Marrying Business Objectives and Consumer-Centricity in Intelligent Data Integrations
Developing a data strategy isn't always easy. According to Greg Pederson, director of data and analytics for Target's food and beverage business, it's really about "a converging of the truth and working through some of the complexities."
Pederson shared insights on rethinking the approach to data for the age of intelligent integration during the recent Analytics Unite event.
He was joined on stage by panelists Gene Kholodenko, CIO of The Hershey Co., Manbir Paul, SVP of unified commerce at Sephora, and Carlos Luis Pineda, head of data and analytics at Diageo, who all shared how they are prioritizing their data strategies during a time when speed, trust and interoperability are key to staying competitive.
“Business voice is also imperative to have front and center,” continued Pederson. “This is not a tech initiative; it’s tech and business together. But the business priorities and outcomes need to be thought through carefully.”
At Target, the company begins with what’s most important (guest experience in stores is a high business priority) and those initiatives drive goals in the data and analytics ecosystem.
Kholodenko agreed that data strategy begins with solving business problems.

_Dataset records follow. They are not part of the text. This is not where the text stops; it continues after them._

use crate::foundation::error::{LayerstackError, LayerstackResult};
use crate::scene::model::Scene;
use std::fs::File;
use std::io::{BufReader, BufWriter, Write};
use std::path::Path;

impl Scene {
    /// Parse and validate a scene from JSON.
    ///
    /// Layer transforms are brought into canonical form. The loaded scene gets a fresh
    /// [`crate::SceneId`].
    pub fn from_reader<R: std::io::Read>(r: R) -> LayerstackResult<Self> {
        let mut scene: Scene = serde_json::from_reader(r)
            .map_err(|e| LayerstackError::validation(format!("parse scene JSON: {e}")))?;
        scene.validate()?;
        scene.sanitize_layers()?;
        Ok(scene)
    }

    /// Parse and validate a scene from a JSON file on disk.
    pub fn from_path(path: impl AsRef<Path>) -> LayerstackResult<Self> {
        let path = path.as_ref();
        let f = File::open(path).map_err(|e| {
            LayerstackError::validation(format!("open scene JSON '{}': {e}", path.display()))
        })?;
        Self::from_reader(BufReader::new(f))
    }

    /// Write the scene as pretty JSON.
    pub fn to_writer<W: Write>(&self, w: W) -> LayerstackResult<()> {
        let mut w = BufWriter::new(w);
        serde_json::to_writer_pretty(&mut w, self)
            .map_err(|e| LayerstackError::serde(format!("write scene JSON: {e}")))?;
        w.flush()
            .map_err(|e| LayerstackError::Other(anyhow::Error::new(e)))?;
        Ok(())
    }

    /// Serialize the scene to a pretty JSON string.
    pub fn to_json_string(&self) -> LayerstackResult<String> {
        serde_json::to_string_pretty(self)
            .map_err(|e| LayerstackError::serde(format!("serialize scene JSON: {e}")))
    }
}

#[cfg(test)]
#[path = "../../tests/unit/scene/persist.rs"]
mod tests;
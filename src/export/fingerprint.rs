use crate::scene::model::Scene;
use xxhash_rust::xxh3::Xxh3;

const XXH3_SEED: u64 = 0x8b5ad4a0c7d8e9f1;

/// Stable per-frame fingerprint used by static-frame elision caches.
#[derive(Clone, Copy, Debug, PartialEq, Eq, Hash)]
pub struct FrameFingerprint {
    /// High 64 bits of the 128-bit digest.
    pub hi: u64,
    /// Low 64 bits of the 128-bit digest.
    pub lo: u64,
}

/// Fingerprint the evaluated state of `scene` at `t_s`.
///
/// Layer content is constant within one snapshot, so only the drawn layers' ids, order, evaluated
/// transforms and opacities are hashed. The time itself is not, so a still stretch of an animation
/// elides across frames.
pub fn fingerprint_at(scene: &Scene, t_s: f64) -> FrameFingerprint {
    let mut h = StableHasher::new();
    h.write_u32(scene.canvas().width);
    h.write_u32(scene.canvas().height);
    h.write_bytes(&scene.background().to_premul().to_array());

    let mut drawn = 0u32;
    for layer in scene.layers() {
        if !layer.visible {
            continue;
        }
        let (t, opacity) = layer.evaluated_at(t_s);
        if opacity <= 0.0 {
            continue;
        }
        drawn += 1;
        h.write_u64(layer.id.0);
        h.write_f64(t.x);
        h.write_f64(t.y);
        h.write_f64(t.scale_x);
        h.write_f64(t.scale_y);
        h.write_f64(t.rotation_deg);
        h.write_f64(opacity);
    }
    h.write_u32(drawn);
    h.finish()
}

struct StableHasher {
    inner: Xxh3,
}

impl StableHasher {
    fn new() -> Self {
        Self {
            inner: Xxh3::with_seed(XXH3_SEED),
        }
    }

    fn write_bytes(&mut self, b: &[u8]) {
        self.inner.update(b);
    }

    fn write_u32(&mut self, v: u32) {
        self.write_bytes(&v.to_le_bytes());
    }

    fn write_u64(&mut self, v: u64) {
        self.write_bytes(&v.to_le_bytes());
    }

    fn write_f64(&mut self, v: f64) {
        // -0.0 and 0.0 draw identically.
        let v = if v == 0.0 { 0.0 } else { v };
        self.write_u64(v.to_bits());
    }

    fn finish(self) -> FrameFingerprint {
        let v = self.inner.digest128();
        FrameFingerprint {
            hi: (v >> 64) as u64,
            lo: v as u64,
        }
    }
}

#[cfg(test)]
#[path = "../../tests/unit/export/fingerprint.rs"]
mod tests;
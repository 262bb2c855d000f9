use super::*;
use crate::foundation::color::Color;
use crate::foundation::core::{Canvas, Size};
use crate::scene::model::LayerContent;

fn solid(id: u64) -> Layer {
    Layer::new(
        LayerId(id),
        LayerContent::Solid {
            color: Color::BLACK,
            size: Size::new(10.0, 10.0),
        },
    )
    .with_transform(Transform2D::at(id as f64 * 10.0, 5.0))
}

fn scene3() -> Scene {
    let mut s = Scene::new(Canvas::new(100, 100));
    for id in 1..=3 {
        s = s.with_layer(solid(id)).unwrap();
    }
    s
}

fn apply_changed(cmd: &Command, scene: &Scene) -> (Scene, Command) {
    match cmd.apply(scene).unwrap() {
        Applied::Changed { scene, inverse } => (scene, inverse),
        Applied::NoOp => panic!("expected {} to change the scene", cmd.label()),
    }
}

fn assert_roundtrip(cmd: Command) {
    let base = scene3();
    let (next, inverse) = apply_changed(&cmd, &base);
    assert_ne!(next, base, "{} should change the scene", cmd.label());
    let (restored, _) = apply_changed(&inverse, &next);
    assert_eq!(restored, base, "{} inverse should restore", cmd.label());
}

#[test]
fn every_command_inverts() {
    assert_roundtrip(Command::AddLayer {
        layer: solid(9),
        index: Some(1),
    });
    assert_roundtrip(Command::RemoveLayer { id: LayerId(2) });
    assert_roundtrip(Command::Reorder {
        id: LayerId(1),
        to: 2,
    });
    assert_roundtrip(Command::SetTransform {
        id: LayerId(3),
        transform: Transform2D::new(1.0, 2.0, 3.0, 4.0, 45.0),
    });
    assert_roundtrip(Command::SetVisibility {
        id: LayerId(1),
        visible: false,
    });
    assert_roundtrip(Command::SetOpacity {
        id: LayerId(1),
        opacity: 0.3,
    });
    assert_roundtrip(Command::BatchTransform {
        changes: vec![
            (LayerId(1), Transform2D::at(0.0, 0.0)),
            (LayerId(3), Transform2D::at(1.0, 1.0)),
        ],
    });
    assert_roundtrip(Command::SetKeyframes {
        id: LayerId(2),
        keyframes: Keyframes::new(vec![
            crate::animation::keyframes::Keyframe::translate(0.0, 0.0, 0.0),
            crate::animation::keyframes::Keyframe::translate(1.0, 5.0, 0.0),
        ])
        .unwrap(),
    });
    assert_roundtrip(Command::RenameLayer {
        id: LayerId(2),
        name: "logo".to_owned(),
    });
}

#[test]
fn apply_leaves_input_untouched() {
    let base = scene3();
    let before = base.clone();
    let _ = Command::RemoveLayer { id: LayerId(1) }.apply(&base).unwrap();
    assert_eq!(base, before);
    assert_eq!(base.len(), 3);
}

#[test]
fn reorder_clamps_and_detects_noop() {
    let base = scene3();
    let (next, inverse) = apply_changed(
        &Command::Reorder {
            id: LayerId(1),
            to: 50,
        },
        &base,
    );
    assert_eq!(next.index_of(LayerId(1)), Some(2));
    assert_eq!(
        inverse,
        Command::Reorder {
            id: LayerId(1),
            to: 0
        }
    );

    let same = Command::Reorder {
        id: LayerId(3),
        to: 7,
    }
    .apply(&base)
    .unwrap();
    assert!(matches!(same, Applied::NoOp));
}

#[test]
fn missing_ids_are_not_found() {
    let base = scene3();
    let cmds = [
        Command::RemoveLayer { id: LayerId(42) },
        Command::Reorder {
            id: LayerId(42),
            to: 0,
        },
        Command::SetTransform {
            id: LayerId(42),
            transform: Transform2D::IDENTITY,
        },
        Command::BatchTransform {
            changes: vec![
                (LayerId(1), Transform2D::at(50.0, 50.0)),
                (LayerId(42), Transform2D::IDENTITY),
            ],
        },
    ];
    for cmd in cmds {
        let err = cmd.apply(&base).unwrap_err();
        assert!(matches!(err, LayerstackError::NotFound(_)), "{err}");
    }
}

#[test]
fn non_finite_values_are_invalid_geometry() {
    let base = scene3();
    let err = Command::SetTransform {
        id: LayerId(1),
        transform: Transform2D::new(f64::INFINITY, 0.0, 1.0, 1.0, 0.0),
    }
    .apply(&base)
    .unwrap_err();
    assert!(matches!(err, LayerstackError::InvalidGeometry(_)));

    let err = Command::SetOpacity {
        id: LayerId(1),
        opacity: f64::NAN,
    }
    .apply(&base)
    .unwrap_err();
    assert!(matches!(err, LayerstackError::InvalidGeometry(_)));
}

#[test]
fn equal_values_are_noops() {
    let base = scene3();
    let current = base.layer(LayerId(2)).unwrap().transform;
    for cmd in [
        Command::SetTransform {
            id: LayerId(2),
            transform: current,
        },
        Command::SetVisibility {
            id: LayerId(2),
            visible: true,
        },
        Command::SetOpacity {
            id: LayerId(2),
            opacity: 1.0,
        },
        Command::BatchTransform {
            changes: vec![(LayerId(2), current)],
        },
        Command::BatchTransform { changes: vec![] },
    ] {
        assert!(matches!(cmd.apply(&base).unwrap(), Applied::NoOp));
    }
}

#[test]
fn opacity_is_clamped() {
    let (half, _) = apply_changed(
        &Command::SetOpacity {
            id: LayerId(1),
            opacity: 0.5,
        },
        &scene3(),
    );
    let (next, _) = apply_changed(
        &Command::SetOpacity {
            id: LayerId(1),
            opacity: 3.0,
        },
        &half,
    );
    assert_eq!(next.layer(LayerId(1)).unwrap().opacity, 1.0);

    // Clamping onto the current value changes nothing.
    let raised = Command::SetOpacity {
        id: LayerId(1),
        opacity: 3.0,
    };
    assert!(matches!(raised.apply(&next).unwrap(), Applied::NoOp));
}

#[test]
fn batch_rejects_repeated_layer() {
    let err = Command::BatchTransform {
        changes: vec![
            (LayerId(1), Transform2D::at(1.0, 1.0)),
            (LayerId(1), Transform2D::at(2.0, 2.0)),
        ],
    }
    .apply(&scene3())
    .unwrap_err();
    assert!(matches!(err, LayerstackError::Validation(_)));
}

#[test]
fn add_with_existing_id_is_rejected() {
    let err = Command::AddLayer {
        layer: solid(2),
        index: None,
    }
    .apply(&scene3())
    .unwrap_err();
    assert!(matches!(err, LayerstackError::Validation(_)));
}

#[test]
fn commands_serialize_with_op_tag() {
    let v = serde_json::to_value(Command::RemoveLayer { id: LayerId(4) }).unwrap();
    assert_eq!(v, serde_json::json!({"op": "remove_layer", "id": 4}));
}
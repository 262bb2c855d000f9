//! 2D transform math for layers: affine construction, bounds and hit testing.

/// Layer transform tuple and pure helpers over it.
pub mod transform;
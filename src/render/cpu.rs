use crate::foundation::color::Color;
use crate::foundation::core::{Affine, Canvas, Rect, Size};
use crate::foundation::error::{LayerstackError, LayerstackResult};
use crate::geometry::transform::content_rect;
use crate::render::assets::{AssetSource, PreparedImage};
use crate::render::backend::{FrameRGBA, RenderBackend, RenderSettings};
use crate::scene::model::{AssetRef, LayerContent, Scene, TextContent};
use std::collections::HashMap;
use std::sync::Arc;

#[derive(Clone)]
struct ImagePaint {
    source: Arc<Vec<u8>>,
    paint: vello_cpu::Image,
    w: u32,
    h: u32,
}

/// Every field of a text run that can change its raster.
#[derive(Clone, Debug, PartialEq, Eq, Hash)]
struct TextKey {
    text: String,
    font_size_bits: u64,
    color: Color,
    font_family: Option<String>,
}

impl TextKey {
    fn of(text: &TextContent) -> Self {
        Self {
            text: text.text.clone(),
            font_size_bits: text.font_size.to_bits(),
            color: text.color,
            font_family: text.font_family.clone(),
        }
    }
}

/// CPU backend powered by `vello_cpu`.
///
/// The render context and decoded paints are reused across frames; a paint is rebuilt whenever the
/// asset source hands back different pixels for the same handle.
pub struct CpuBackend {
    settings: RenderSettings,
    ctx: Option<vello_cpu::RenderContext>,
    image_cache: HashMap<AssetRef, ImagePaint>,
    text_cache: HashMap<TextKey, ImagePaint>,
}

impl CpuBackend {
    /// Create a backend with the given settings.
    pub fn new(settings: RenderSettings) -> Self {
        Self {
            settings,
            ctx: None,
            image_cache: HashMap::new(),
            text_cache: HashMap::new(),
        }
    }

    fn with_ctx_mut<R>(
        &mut self,
        width: u16,
        height: u16,
        f: impl FnOnce(&mut Self, &mut vello_cpu::RenderContext) -> LayerstackResult<R>,
    ) -> LayerstackResult<R> {
        let mut ctx = match self.ctx.take() {
            None => vello_cpu::RenderContext::new(width, height),
            Some(ctx) if ctx.width() == width && ctx.height() == height => ctx,
            Some(_) => vello_cpu::RenderContext::new(width, height),
        };
        ctx.reset();
        let out = f(self, &mut ctx)?;
        self.ctx = Some(ctx);
        Ok(out)
    }

    fn image_paint_for(
        &mut self,
        asset: &AssetRef,
        assets: &dyn AssetSource,
    ) -> LayerstackResult<ImagePaint> {
        let prepared = assets.image(asset).map_err(LayerstackError::into_render_failure)?;
        if let Some(cached) = self.image_cache.get(asset)
            && Arc::ptr_eq(&cached.source, &prepared.rgba8_premul)
        {
            return Ok(cached.clone());
        }
        let paint = image_paint(&prepared)?;
        self.image_cache.insert(asset.clone(), paint.clone());
        Ok(paint)
    }

    fn text_paint_for(
        &mut self,
        text: &TextContent,
        assets: &dyn AssetSource,
    ) -> LayerstackResult<ImagePaint> {
        let prepared = assets.text(text).map_err(LayerstackError::into_render_failure)?;
        let key = TextKey::of(text);
        if let Some(cached) = self.text_cache.get(&key)
            && Arc::ptr_eq(&cached.source, &prepared.rgba8_premul)
        {
            return Ok(cached.clone());
        }
        let paint = image_paint(&prepared)?;
        self.text_cache.insert(key, paint.clone());
        Ok(paint)
    }
}

impl RenderBackend for CpuBackend {
    #[tracing::instrument(level = "trace", skip(self, scene, assets))]
    fn render_scene(
        &mut self,
        scene: &Scene,
        t_s: f64,
        output: Canvas,
        assets: &dyn AssetSource,
    ) -> LayerstackResult<FrameRGBA> {
        output
            .validate_raster()
            .map_err(|e| LayerstackError::render(format!("output size: {e}")))?;
        scene
            .canvas()
            .validate_raster()
            .map_err(|e| LayerstackError::render(format!("scene canvas: {e}")))?;
        if !t_s.is_finite() {
            return Err(LayerstackError::render("render time must be finite"));
        }

        let (w, h) = (output.width as u16, output.height as u16);
        let view = Affine::scale_non_uniform(
            f64::from(output.width) / f64::from(scene.canvas().width),
            f64::from(output.height) / f64::from(scene.canvas().height),
        );
        let clear = self.settings.clear_rgba;

        self.with_ctx_mut(w, h, |backend, ctx| {
            let full = vello_cpu::kurbo::Rect::new(0.0, 0.0, f64::from(w), f64::from(h));
            ctx.set_blend_mode(vello_cpu::peniko::BlendMode::default());
            ctx.set_paint_transform(vello_cpu::kurbo::Affine::IDENTITY);
            ctx.set_transform(vello_cpu::kurbo::Affine::IDENTITY);
            if let Some([r, g, b, a]) = clear
                && a > 0
            {
                ctx.set_paint(vello_cpu::peniko::Color::from_rgba8(r, g, b, a));
                ctx.fill_rect(&full);
            }
            let bg = scene.background();
            if bg.a > 0 {
                ctx.set_paint(color_to_cpu(bg));
                ctx.fill_rect(&full);
            }

            for layer in scene.layers() {
                if !layer.visible {
                    continue;
                }
                let (transform, opacity) = layer.evaluated_at(t_s);
                if opacity <= 0.0 {
                    continue;
                }
                let size = layer.size();
                if size.width <= 0.0 || size.height <= 0.0 {
                    continue;
                }
                let placed = view * transform.to_affine();

                let paint = match &layer.content {
                    LayerContent::Solid { color, .. } => {
                        if color.a == 0 {
                            continue;
                        }
                        ctx.set_transform(affine_to_cpu(placed));
                        ctx.set_paint(color_to_cpu(*color));
                        fill_with_opacity(ctx, rect_to_cpu(content_rect(size)), opacity);
                        continue;
                    }
                    LayerContent::Image { asset, .. } | LayerContent::Sticker { asset, .. } => {
                        backend.image_paint_for(asset, assets)?
                    }
                    LayerContent::Text { text, .. } => backend.text_paint_for(text, assets)?,
                };

                ctx.set_transform(affine_to_cpu(placed * fit_affine(size, paint.w, paint.h)));
                ctx.set_paint(paint.paint);
                fill_with_opacity(
                    ctx,
                    vello_cpu::kurbo::Rect::new(0.0, 0.0, f64::from(paint.w), f64::from(paint.h)),
                    opacity,
                );
            }

            let mut pixmap = vello_cpu::Pixmap::new(w, h);
            ctx.flush();
            ctx.render_to_pixmap(&mut pixmap);
            Ok(FrameRGBA {
                width: output.width,
                height: output.height,
                data: pixmap.data_as_u8_slice().to_vec(),
                premultiplied: true,
            })
        })
    }

    fn worker_render_settings(&self) -> Option<RenderSettings> {
        Some(self.settings.clone())
    }
}

/// Maps pixel space `[0, iw] x [0, ih]` onto the layer's content rect centered at the origin.
fn fit_affine(size: Size, iw: u32, ih: u32) -> Affine {
    Affine::translate((-size.width / 2.0, -size.height / 2.0))
        * Affine::scale_non_uniform(size.width / f64::from(iw), size.height / f64::from(ih))
}

fn fill_with_opacity(
    ctx: &mut vello_cpu::RenderContext,
    rect: vello_cpu::kurbo::Rect,
    opacity: f64,
) {
    if opacity < 1.0 {
        ctx.push_opacity_layer(opacity as f32);
    }
    ctx.fill_rect(&rect);
    if opacity < 1.0 {
        ctx.pop_layer();
    }
}

fn image_paint(img: &PreparedImage) -> LayerstackResult<ImagePaint> {
    let w: u16 = img
        .width
        .try_into()
        .map_err(|_| LayerstackError::render("image width exceeds u16"))?;
    let h: u16 = img
        .height
        .try_into()
        .map_err(|_| LayerstackError::render("image height exceeds u16"))?;
    if img.rgba8_premul.len() != img.width as usize * img.height as usize * 4 {
        return Err(LayerstackError::render(
            "prepared image byte length mismatch",
        ));
    }

    let mut may_have_opacities = false;
    let mut pixels = Vec::with_capacity(img.width as usize * img.height as usize);
    for px in img.rgba8_premul.chunks_exact(4) {
        let a = px[3];
        may_have_opacities |= a != 255;
        pixels.push(vello_cpu::peniko::color::PremulRgba8 {
            r: px[0],
            g: px[1],
            b: px[2],
            a,
        });
    }
    let pixmap = vello_cpu::Pixmap::from_parts_with_opacity(pixels, w, h, may_have_opacities);

    Ok(ImagePaint {
        source: img.rgba8_premul.clone(),
        paint: vello_cpu::Image {
            image: vello_cpu::ImageSource::Pixmap(Arc::new(pixmap)),
            sampler: vello_cpu::peniko::ImageSampler::default(),
        },
        w: img.width,
        h: img.height,
    })
}

fn color_to_cpu(c: Color) -> vello_cpu::peniko::Color {
    vello_cpu::peniko::Color::from_rgba8(c.r, c.g, c.b, c.a)
}

fn affine_to_cpu(a: Affine) -> vello_cpu::kurbo::Affine {
    vello_cpu::kurbo::Affine::new(a.as_coeffs())
}

fn rect_to_cpu(r: Rect) -> vello_cpu::kurbo::Rect {
    vello_cpu::kurbo::Rect::new(r.x0, r.y0, r.x1, r.y1)
}

#[cfg(test)]
#[path = "../../tests/unit/render/cpu.rs"]
mod tests;
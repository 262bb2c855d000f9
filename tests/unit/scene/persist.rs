use super::*;
use crate::foundation::color::Color;
use crate::foundation::core::{Canvas, Size};
use crate::geometry::transform::Transform2D;
use crate::scene::model::{AssetRef, Layer, LayerContent, LayerId, TextContent};

fn sample() -> Scene {
    Scene::new(Canvas::new(1080, 1350))
        .with_background(Color::rgb(12, 34, 56))
        .with_duration(3.0)
        .with_layer(
            Layer::new(
                LayerId(1),
                LayerContent::Image {
                    asset: AssetRef::new("photos/model.png"),
                    size: Size::new(800.0, 1000.0),
                },
            )
            .with_name("photo")
            .with_transform(Transform2D::new(540.0, 675.0, 1.25, 1.25, 12.5)),
        )
        .unwrap()
        .with_layer(
            Layer::new(
                LayerId(2),
                LayerContent::Text {
                    text: TextContent {
                        text: "LIVE NOW".to_owned(),
                        font_size: 72.0,
                        color: Color::WHITE,
                        font_family: None,
                    },
                    size: Size::new(600.0, 90.0),
                },
            )
            .with_opacity(0.75)
            .with_visible(false),
        )
        .unwrap()
}

#[test]
fn json_roundtrip_is_lossless() {
    let scene = sample();
    let json = scene.to_json_string().unwrap();
    let back = Scene::from_reader(json.as_bytes()).unwrap();
    assert_eq!(back, scene);
    assert_ne!(back.id(), scene.id());
}

#[test]
fn to_writer_matches_to_json_string() {
    let scene = sample();
    let mut buf = Vec::new();
    scene.to_writer(&mut buf).unwrap();
    assert_eq!(String::from_utf8(buf).unwrap(), scene.to_json_string().unwrap());
}

#[test]
fn minimal_json_uses_defaults() {
    let json = r##"{
        "canvas": {"width": 64, "height": 32},
        "layers": [
            {"id": 5, "content": {"kind": "solid", "color": "#ff0000", "size": {"width": 4, "height": 4}}}
        ]
    }"##;
    let scene = Scene::from_reader(json.as_bytes()).unwrap();
    assert_eq!(scene.background(), Color::WHITE);
    let layer = scene.layer(LayerId(5)).unwrap();
    assert!(layer.visible);
    assert_eq!(layer.opacity, 1.0);
    assert_eq!(layer.transform, Transform2D::IDENTITY);
}

#[test]
fn load_canonicalizes_angles() {
    let json = r##"{
        "canvas": {"width": 64, "height": 32},
        "layers": [
            {"id": 1, "transform": {"rotation_deg": -45},
             "content": {"kind": "solid", "color": "#000000", "size": {"width": 4, "height": 4}}}
        ]
    }"##;
    let scene = Scene::from_reader(json.as_bytes()).unwrap();
    assert_eq!(scene.layer(LayerId(1)).unwrap().transform.rotation_deg, 315.0);
}

#[test]
fn duplicate_ids_fail_validation() {
    let json = r##"{
        "canvas": {"width": 8, "height": 8},
        "layers": [
            {"id": 1, "content": {"kind": "solid", "color": "#000000", "size": {"width": 1, "height": 1}}},
            {"id": 1, "content": {"kind": "solid", "color": "#000000", "size": {"width": 1, "height": 1}}}
        ]
    }"##;
    let err = Scene::from_reader(json.as_bytes()).unwrap_err();
    assert!(err.to_string().contains("duplicate layer id"));
}

#[test]
fn malformed_json_is_a_validation_error() {
    let err = Scene::from_reader("{".as_bytes()).unwrap_err();
    assert!(matches!(err, LayerstackError::Validation(_)));
}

“When we think about the bets we make, and how we increase the probability of good outcomes, that is absolutely foundational to what we need to accomplish together, and the achievement of our business goals,” he said.
Empowering people on the front lines with the right actions is not only easy to measure, said Kholodenko, “it’s what drives the business forward; it’s just powered by technology."
Paul agreed that “the value part is non-negotiable,” and suggested getting as much data as possible. He also stressed, however, that building emotional connections and personal experiences is key.
“Focus on creating the value from the brand you are driving and use technology to enable that,” he said. “Most of us are not in the data business per se. Most of us are in the CPG business. Our companies don't win by having better data; they win by meeting consumer needs,” agreed Kholodenko.
Pineda said the problem doesn’t lie in the data for him; it’s in simplifying the decision-making process. His industry is dealing with a declining spirits category and businesses that operate differently in each state.
“We try to ask … where are the actions that we can take to repair that decline? And is there a way to customize states and drive those systems? That’s how we’re changing the dynamic,” he said.
Rethinking data strategies comes down to trial and error as well as learning (and relearning) the hard way.
“It's so easy to be enamored with tech and how things are changing so fast, but remember that we're here to solve business problems and fuel business outcomes,” said Pederson. “It’s common to have a problem to solve, get 10 people in a room, but you can't agree on what the problem is.”
He said that while debate is normal, teams should be working with the same facts at the same time to "converge on what the problem is.”
Paul agreed that connecting the dots is related to the opportunity a company is driving towards.
“You can talk about having the data and solving the problem, or instead say, 'I have this problem and let me look for the data that can help me solve it.'”
“Focus on the 'what,'” said Kholodenko. “Data strategy and AI is the 'how.' What problem are we solving? Is that problem resonating with the company? If it is, the 'how' will figure itself out. It’s almost inevitable.”